El-Watan fait par­tie d’un quar­teron de jour­naux dits indépen­dants, lancés en 1990 dans le sil­lage des réformes menées par l’ex-premier min­istre Mouloud Ham­rouche. Tolérés, mais sou­vent harcelés par le pou­voir, ils sont rapi­de­ment arrivés à s’imposer comme des médias influ­ents et red­outés par les décideurs politiques.

La sit­u­a­tion s’est dra­ma­tique­ment dégradée pour la presse algéri­enne depuis les grandes man­i­fes­ta­tions pop­u­laires de 2019, par­al­lèle­ment aux restric­tions imposées par les autorités aux lib­ertés publiques en général, et à la lib­erté de la presse en par­ti­c­uli­er. Il faut dire que la dis­pari­tion, en 2022, de Lib­erté, quo­ti­di­en appar­tenant au plus grand groupe agroin­dus­triel du pays, Cevi­tal, don­nait déjà un avant-goût de ce qui attendait la presse écrite algérienne.

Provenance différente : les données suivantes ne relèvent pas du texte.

//! Per-session editing context
//!
//! One [`EditSession`] owns one operator's working files and timeline.
//! This is the orchestrator's side of the core contracts: run the engine,
//! record what changed, keep `working_files` in step with undo/redo. The
//! session itself is synchronous single-writer state; the registry wraps
//! it in a lock for concurrent embedders.

use tracing::{debug, info, warn};

use patchbay_core::preview::{snapshot_diff, FileDiff};
use patchbay_core::{
    handle_history_action, ApplyReport, EditBatch, EntryId, FileSnapshot, HistoryAction,
    HistoryConfig, HistoryEntry, HistoryEntrySummary, HistoryManager, HistoryRequest,
    HistoryResponse, PatchEngine, PatchEngineConfig, TimelineState,
};

/// Unique session identifier
pub type SessionId = String;

/// One editing session: working files, engine, and timeline
pub struct EditSession {
    id: SessionId,
    working_files: FileSnapshot,
    engine: PatchEngine,
    history: HistoryManager,
}

impl EditSession {
    /// Create a session with default engine and history configuration
    pub fn new(id: impl Into<SessionId>, initial_files: FileSnapshot) -> Self {
        Self::with_configs(
            id,
            initial_files,
            HistoryConfig::default(),
            PatchEngineConfig::default(),
        )
    }

    /// Create a session with specific configuration
    pub fn with_configs(
        id: impl Into<SessionId>,
        initial_files: FileSnapshot,
        history_config: HistoryConfig,
        engine_config: PatchEngineConfig,
    ) -> Self {
        let id = id.into();
        debug!(session = %id, files = initial_files.len(), "session created");
        Self {
            id,
            working_files: initial_files,
            engine: PatchEngine::with_config(engine_config),
            history: HistoryManager::new(history_config),
        }
    }

    /// Session identifier
    pub fn id(&self) -> &str {
        &self.id
    }

    /// Current working snapshot
    pub fn working_files(&self) -> &FileSnapshot {
        &self.working_files
    }

    /// The session's timeline
    pub fn history(&self) -> &HistoryManager {
        &self.history
    }

    /// Apply an AI-proposed edit batch and record the result.
    ///
    /// A history entry is recorded whenever the batch changed at least one
    /// file, partial successes included; the caller surfaces
    /// `errors.len() > 0` with changed files as an "N of M applied"
    /// warning. A batch that changed nothing records nothing, so undo
    /// never steps through no-ops.
    pub fn apply_edits(&mut self, edits: EditBatch, explanation: Option<String>) -> ApplyReport {
        let report = self.engine.apply(&self.working_files, &edits);
        let changed = report.files != self.working_files;

        if changed {
            let mut entry =
                HistoryEntry::new(edits, self.working_files.clone(), report.files.clone());
            if let Some(explanation) = explanation {
                entry = entry.with_explanation(explanation);
            }
            info!(
                session = %self.id,
                entry = entry.short_id(),
                edits = entry.edit_count(),
                failures = report.errors.len(),
                "recorded edit batch"
            );
            self.history.push(entry);
            self.working_files = report.files.clone();
        }

        if !report.success {
            warn!(
                session = %self.id,
                failures = report.errors.len(),
                changed,
                "edit batch had failures"
            );
        }

        report
    }

    /// Undo the latest change, returning the restored snapshot
    pub fn undo(&mut self) -> Option<FileSnapshot> {
        let restored = self.history.undo()?.before_state.clone();
        self.working_files = restored.clone();
        Some(restored)
    }

    /// Redo the next change, returning the restored snapshot
    pub fn redo(&mut self) -> Option<FileSnapshot> {
        let restored = self.history.redo()?.after_state.clone();
        self.working_files = restored.clone();
        Some(restored)
    }

    /// Execute an operator history action, keeping the working files in
    /// step when the action moved the timeline cursor.
    pub fn handle_action(&mut self, request: &HistoryRequest) -> HistoryResponse {
        let response = handle_history_action(&mut self.history, request);

        if response.success
            && matches!(request.action, HistoryAction::Undo | HistoryAction::Redo)
        {
            if let Some(files) = &response.files {
                self.working_files = files.clone();
            }
        }

        response
    }

    /// Lightweight views of the recorded entries, oldest first
    pub fn entry_summaries(&self) -> Vec<HistoryEntrySummary> {
        self.history.entry_summaries()
    }

    /// Computed per-file diffs of one recorded entry, for display
    pub fn entry_preview(&self, id: &EntryId) -> Option<Vec<FileDiff>> {
        let entry = self.history.entry_by_id(id)?;
        Some(snapshot_diff(&entry.before_state, &entry.after_state))
    }

    /// Export the timeline for external persistence
    pub fn export_timeline(&self) -> TimelineState {
        self.history.export_state()
    }
}
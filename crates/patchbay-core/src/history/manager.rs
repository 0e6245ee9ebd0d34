//! Linear undo/redo timeline over history entries
//!
//! A classic linear undo stack, not a tree: pushing while a redo-able
//! future exists discards that future, which matches the "undo, then make
//! a new edit" mental model. The whole state is the entry list plus a
//! cursor; every operation here is bounded-time and non-blocking.
//!
//! The manager is a single-writer resource. All mutating operations take
//! `&mut self`; one manager belongs to one editing session, and sharing
//! across tasks is the embedder's job (see the sdk's session registry).

use tracing::{debug, info};

use super::config::HistoryConfig;
use super::types::{EntryId, HistoryEntry, HistoryEntrySummary, HistorySummary};
use crate::snapshot::FileSnapshot;

/// Ordered sequence of history entries plus the cursor marking "current".
///
/// The cursor is `None` before the first entry (nothing to undo), and
/// otherwise indexes the entry whose `after_state` is the current project
/// state.
#[derive(Debug, Clone)]
pub struct HistoryManager {
    config: HistoryConfig,
    entries: Vec<HistoryEntry>,
    cursor: Option<usize>,
}

impl Default for HistoryManager {
    fn default() -> Self {
        Self::new(HistoryConfig::default())
    }
}

impl HistoryManager {
    /// Create an empty timeline
    pub fn new(config: HistoryConfig) -> Self {
        Self {
            config,
            entries: Vec::new(),
            cursor: None,
        }
    }

    /// Rebuild a timeline from restored parts. Used by timeline
    /// deserialization; enforces capacity by evicting the oldest entries.
    pub(super) fn from_parts(
        config: HistoryConfig,
        mut entries: Vec<HistoryEntry>,
        mut cursor: Option<usize>,
    ) -> Self {
        if entries.len() > config.max_entries {
            let excess = entries.len() - config.max_entries;
            entries.drain(..excess);
            cursor = cursor.and_then(|at| at.checked_sub(excess));
        }
        Self {
            config,
            entries,
            cursor,
        }
    }

    /// Record a new entry as the current one.
    ///
    /// Any redo-able future beyond the cursor is discarded, and the
    /// oldest entries are evicted once the configured capacity is
    /// exceeded. Never fails.
    pub fn push(&mut self, entry: HistoryEntry) {
        let keep = self.cursor.map_or(0, |at| at + 1);
        let discarded_future = self.entries.len() - keep;
        self.entries.truncate(keep);

        debug!(
            entry = entry.short_id(),
            discarded_future, "pushing history entry"
        );
        self.entries.push(entry);

        if self.entries.len() > self.config.max_entries {
            let excess = self.entries.len() - self.config.max_entries;
            self.entries.drain(..excess);
            debug!(evicted = excess, "history capacity reached");
        }
        self.cursor = Some(self.entries.len() - 1);
    }

    /// Step the cursor back and return the entry that was current.
    ///
    /// The caller applies the returned entry's `before_state`. Returns
    /// `None`, with no state change, when there is nothing to undo.
    pub fn undo(&mut self) -> Option<&HistoryEntry> {
        let current = self.cursor?;
        self.cursor = current.checked_sub(1);

        let entry = &self.entries[current];
        info!(entry = entry.short_id(), "undo");
        Some(entry)
    }

    /// Step the cursor forward and return the entry that became current.
    ///
    /// The caller applies the returned entry's `after_state`. Returns
    /// `None`, with no state change, when there is nothing to redo.
    pub fn redo(&mut self) -> Option<&HistoryEntry> {
        let next = self.cursor.map_or(0, |at| at + 1);
        if next >= self.entries.len() {
            return None;
        }
        self.cursor = Some(next);

        let entry = &self.entries[next];
        info!(entry = entry.short_id(), "redo");
        Some(entry)
    }

    /// Whether an undo would return an entry
    pub fn can_undo(&self) -> bool {
        self.cursor.is_some()
    }

    /// Whether a redo would return an entry
    pub fn can_redo(&self) -> bool {
        self.cursor.map_or(!self.entries.is_empty(), |at| {
            at + 1 < self.entries.len()
        })
    }

    /// The `after_state` of the current entry, or `None` before the first
    pub fn current_state(&self) -> Option<&FileSnapshot> {
        self.cursor.map(|at| &self.entries[at].after_state)
    }

    /// The entry the cursor points at, if any
    pub fn current_entry(&self) -> Option<&HistoryEntry> {
        self.cursor.map(|at| &self.entries[at])
    }

    /// Linear lookup of an entry by ID
    pub fn entry_by_id(&self, id: &EntryId) -> Option<&HistoryEntry> {
        self.entries.iter().find(|entry| entry.id == *id)
    }

    /// All entries in timeline order
    pub fn entries(&self) -> &[HistoryEntry] {
        &self.entries
    }

    /// Lightweight views of all entries in timeline order
    pub fn entry_summaries(&self) -> Vec<HistoryEntrySummary> {
        self.entries.iter().map(HistoryEntrySummary::from).collect()
    }

    /// Cursor as a signed index, -1 when before the first entry
    pub fn current_index(&self) -> i64 {
        self.cursor.map_or(-1, |at| at as i64)
    }

    /// Number of entries in the timeline
    pub fn len(&self) -> usize {
        self.entries.len()
    }

    /// Whether the timeline holds no entries
    pub fn is_empty(&self) -> bool {
        self.entries.is_empty()
    }

    /// Derived statistics about the timeline
    pub fn summary(&self) -> HistorySummary {
        let undo_count = self.cursor.map_or(0, |at| at + 1);
        HistorySummary {
            total_entries: self.entries.len(),
            current_index: self.current_index(),
            can_undo: self.can_undo(),
            can_redo: self.can_redo(),
            undo_count,
            redo_count: self.entries.len() - undo_count,
        }
    }

    /// Reset to the initial state, returning how many entries were dropped
    pub fn clear(&mut self) -> usize {
        let discarded = self.entries.len();
        self.entries.clear();
        self.cursor = None;
        info!(discarded, "history cleared");
        discarded
    }

    /// Get the configuration
    pub fn config(&self) -> &HistoryConfig {
        &self.config
    }
}

#[cfg(test)]
mod tests {
    use super::*;
    use crate::patch::Edit;

    fn entry(tag: &str) -> HistoryEntry {
        let before = FileSnapshot::new().with_file("/f.txt", format!("before {tag}"));
        let after = FileSnapshot::new().with_file("/f.txt", format!("after {tag}"));
        HistoryEntry::new(
            vec![Edit::search_replace("/f.txt", "x", "y")],
            before,
            after,
        )
        .with_explanation(tag)
    }

    fn manager_with(tags: &[&str]) -> HistoryManager {
        let mut manager = HistoryManager::default();
        for tag in tags {
            manager.push(entry(tag));
        }
        manager
    }

    #[test]
    fn test_initial_state() {
        let manager = HistoryManager::default();
        assert!(!manager.can_undo());
        assert!(!manager.can_redo());
        assert_eq!(manager.current_index(), -1);
        assert!(manager.current_state().is_none());
    }

    #[test]
    fn test_push_and_undo_redo() {
        let mut manager = manager_with(&["e1", "e2"]);
        assert_eq!(manager.current_index(), 1);

        let undone = manager.undo().unwrap();
        assert_eq!(undone.explanation.as_deref(), Some("e2"));
        assert_eq!(manager.current_index(), 0);

        let redone = manager.redo().unwrap();
        assert_eq!(redone.explanation.as_deref(), Some("e2"));
        assert_eq!(manager.current_index(), 1);
    }

    #[test]
    fn test_undo_to_before_first_entry() {
        let mut manager = manager_with(&["e1"]);

        assert!(manager.undo().is_some());
        assert_eq!(manager.current_index(), -1);
        assert!(manager.undo().is_none());
        assert!(manager.can_redo());
    }

    #[test]
    fn test_redo_from_before_first_entry() {
        let mut manager = manager_with(&["e1"]);
        manager.undo();

        let redone = manager.redo().unwrap();
        assert_eq!(redone.explanation.as_deref(), Some("e1"));
        assert_eq!(manager.current_index(), 0);
        assert!(manager.redo().is_none());
    }

    #[test]
    fn test_push_truncates_future() {
        let mut manager = manager_with(&["e1", "e2", "e3"]);
        manager.undo();
        manager.undo();
        assert_eq!(manager.current_index(), 0);

        manager.push(entry("e4"));

        assert!(manager.redo().is_none());
        let explanations: Vec<_> = manager
            .entries()
            .iter()
            .map(|e| e.explanation.clone().unwrap())
            .collect();
        assert_eq!(explanations, vec!["e1", "e4"]);
        assert_eq!(manager.current_index(), 1);
    }

    #[test]
    fn test_eviction_preserves_order_and_cursor() {
        let mut manager = HistoryManager::new(HistoryConfig::new(2));
        manager.push(entry("e1"));
        manager.push(entry("e2"));
        manager.push(entry("e3"));

        let explanations: Vec<_> = manager
            .entries()
            .iter()
            .map(|e| e.explanation.clone().unwrap())
            .collect();
        assert_eq!(explanations, vec!["e2", "e3"]);
        assert_eq!(manager.current_index(), 1);

        // undo returns e3, not the evicted e1
        let undone = manager.undo().unwrap();
        assert_eq!(undone.explanation.as_deref(), Some("e3"));
        assert_eq!(
            undone.before_state.get("/f.txt"),
            Some("before e3")
        );
    }

    #[test]
    fn test_undo_redo_round_trip_restores_cursor() {
        let mut manager = manager_with(&["e1", "e2", "e3"]);
        manager.undo();
        let before_index = manager.current_index();
        let before_id = manager.current_entry().unwrap().id.clone();

        let undone_id = manager.undo().unwrap().id.clone();
        let redone_id = manager.redo().unwrap().id.clone();

        assert_eq!(undone_id, redone_id);
        assert_eq!(redone_id, before_id);
        assert_eq!(manager.current_index(), before_index);
    }

    #[test]
    fn test_current_state_tracks_cursor() {
        let mut manager = manager_with(&["e1", "e2"]);
        assert_eq!(
            manager.current_state().unwrap().get("/f.txt"),
            Some("after e2")
        );

        manager.undo();
        assert_eq!(
            manager.current_state().unwrap().get("/f.txt"),
            Some("after e1")
        );
    }

    #[test]
    fn test_entry_by_id() {
        let manager = manager_with(&["e1", "e2"]);
        let id = manager.entries()[1].id.clone();

        assert!(manager.entry_by_id(&id).is_some());
        assert!(manager.entry_by_id(&EntryId::from_string("missing")).is_none());
    }

    #[test]
    fn test_summary_counts() {
        let mut manager = manager_with(&["e1", "e2", "e3"]);
        manager.undo();

        let summary = manager.summary();
        assert_eq!(summary.total_entries, 3);
        assert_eq!(summary.current_index, 1);
        assert!(summary.can_undo);
        assert!(summary.can_redo);
        assert_eq!(summary.undo_count, 2);
        assert_eq!(summary.redo_count, 1);
    }

    #[test]
    fn test_clear_reports_discarded() {
        let mut manager = manager_with(&["e1", "e2"]);
        assert_eq!(manager.clear(), 2);
        assert!(manager.is_empty());
        assert_eq!(manager.current_index(), -1);
        assert_eq!(manager.clear(), 0);
    }
}
use std::path::{Path, PathBuf};

use tokio::io::{AsyncWriteExt, BufWriter};

use crate::entry::AuditEntry;

#[derive(Debug, thiserror::Error)]
pub enum AuditWriteError {
    #[error("failed to prepare journal directory {path}: {source}")]
    CreateDir {
        path: PathBuf,
        source: std::io::Error,
    },

    #[error("failed to open journal {path}: {source}")]
    Open {
        path: PathBuf,
        source: std::io::Error,
    },

    #[error("failed to encode journal entry: {0}")]
    Encode(#[from] serde_json::Error),

    #[error("journal I/O failed: {0}")]
    Io(#[from] std::io::Error),
}

/// Buffered JSON-lines appender. One [`AuditEntry`] per line.
pub struct AuditWriter {
    path: PathBuf,
    out: BufWriter<tokio::fs::File>,
    lines: u64,
}

impl AuditWriter {
    /// Open `path` for appending, creating it and its parent directories.
    pub async fn open(path: impl AsRef<Path>) -> Result<Self, AuditWriteError> {
        let path = path.as_ref().to_path_buf();

        if let Some(parent) = path.parent().filter(|p| !p.as_os_str().is_empty()) {
            tokio::fs::create_dir_all(parent)
                .await
                .map_err(|source| AuditWriteError::CreateDir {
                    path: parent.to_path_buf(),
                    source,
                })?;
        }

        let file = tokio::fs::OpenOptions::new()
            .create(true)
            .append(true)
            .open(&path)
            .await
            .map_err(|source| AuditWriteError::Open {
                path: path.clone(),
                source,
            })?;

        Ok(Self {
            path,
            out: BufWriter::new(file),
            lines: 0,
        })
    }

    pub fn path(&self) -> &Path {
        &self.path
    }

    /// Number of entries appended through this writer.
    pub fn lines_written(&self) -> u64 {
        self.lines
    }

    pub async fn append(&mut self, entry: &AuditEntry) -> Result<(), AuditWriteError> {
        let mut line = serde_json::to_vec(entry)?;
        line.push(b'\n');
        self.out.write_all(&line).await?;
        self.lines += 1;
        Ok(())
    }

    pub async fn flush(&mut self) -> Result<(), AuditWriteError> {
        self.out.flush().await?;
        Ok(())
    }
}
use std::path::Path;
use std::time::Duration;

use tokio::sync::mpsc;
use tokio::task::JoinHandle;

use crate::entry::AuditEntry;
use crate::writer::{AuditWriteError, AuditWriter};

const CHANNEL_BUFFER: usize = 1024;

/// Idle time after which buffered lines are flushed to disk.
const FLUSH_INTERVAL: Duration = Duration::from_secs(1);

/// Cloneable handle for submitting entries to the journal writer task.
///
/// A sink created with [`AuditSink::disabled`] accepts entries and discards
/// them, so callers never have to branch on whether journaling is on.
#[derive(Clone)]
pub struct AuditSink {
    tx: Option<mpsc::Sender<AuditEntry>>,
}

impl AuditSink {
    /// Open the journal at `path` and spawn the background writer.
    ///
    /// The writer exits after a final flush once every clone of the sink has
    /// been dropped. Write errors are reported through `tracing` and the
    /// offending entry is skipped.
    pub async fn start(
        path: impl AsRef<Path>,
    ) -> Result<(Self, JoinHandle<()>), AuditWriteError> {
        let writer = AuditWriter::open(path).await?;
        let (tx, rx) = mpsc::channel::<AuditEntry>(CHANNEL_BUFFER);
        let handle = tokio::spawn(drain(writer, rx));
        Ok((Self { tx: Some(tx) }, handle))
    }

    pub fn disabled() -> Self {
        Self { tx: None }
    }

    pub fn is_enabled(&self) -> bool {
        self.tx.is_some()
    }

    /// Queue an entry, waiting for channel capacity if the writer is behind.
    pub async fn log(&self, entry: AuditEntry) {
        let Some(tx) = &self.tx else {
            return;
        };
        if let Err(err) = tx.send(entry).await {
            tracing::warn!(
                event_type = ?err.0.event_type,
                "audit writer gone, entry dropped"
            );
        }
    }
}

async fn drain(mut writer: AuditWriter, mut rx: mpsc::Receiver<AuditEntry>) {
    let mut dirty = false;

    loop {
        match tokio::time::timeout(FLUSH_INTERVAL, rx.recv()).await {
            Ok(Some(entry)) => match writer.append(&entry).await {
                Ok(()) => dirty = true,
                Err(err) => tracing::error!(%err, "failed to append audit entry"),
            },
            Ok(None) => {
                if dirty {
                    if let Err(err) = writer.flush().await {
                        tracing::error!(%err, "final audit flush failed");
                    }
                }
                tracing::debug!(
                    path = %writer.path().display(),
                    lines = writer.lines_written(),
                    "audit writer stopped"
                );
                return;
            }
            Err(_) if dirty => match writer.flush().await {
                Ok(()) => dirty = false,
                Err(err) => tracing::error!(%err, "periodic audit flush failed"),
            },
            Err(_) => {}
        }
    }
}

Tous les gros tirages ont été con­traints de « se ranger » pour se main­tenir en vie, dans une con­jonc­ture économique et poli­tique des plus hos­tiles, et face à la mon­tée en puis­sance d’une kyrielle d’influenceurs sur les réseaux soci­aux (pour la plu­part étab­lis à l’étranger et, par con­séquent, jouis­sant d’une plus grande lib­erté d’expression). Cette presse écrite doit aus­si s’accommoder de l’existence d’une presse en ligne qui, aujourd’hui, capte l’essentiel du lectorat.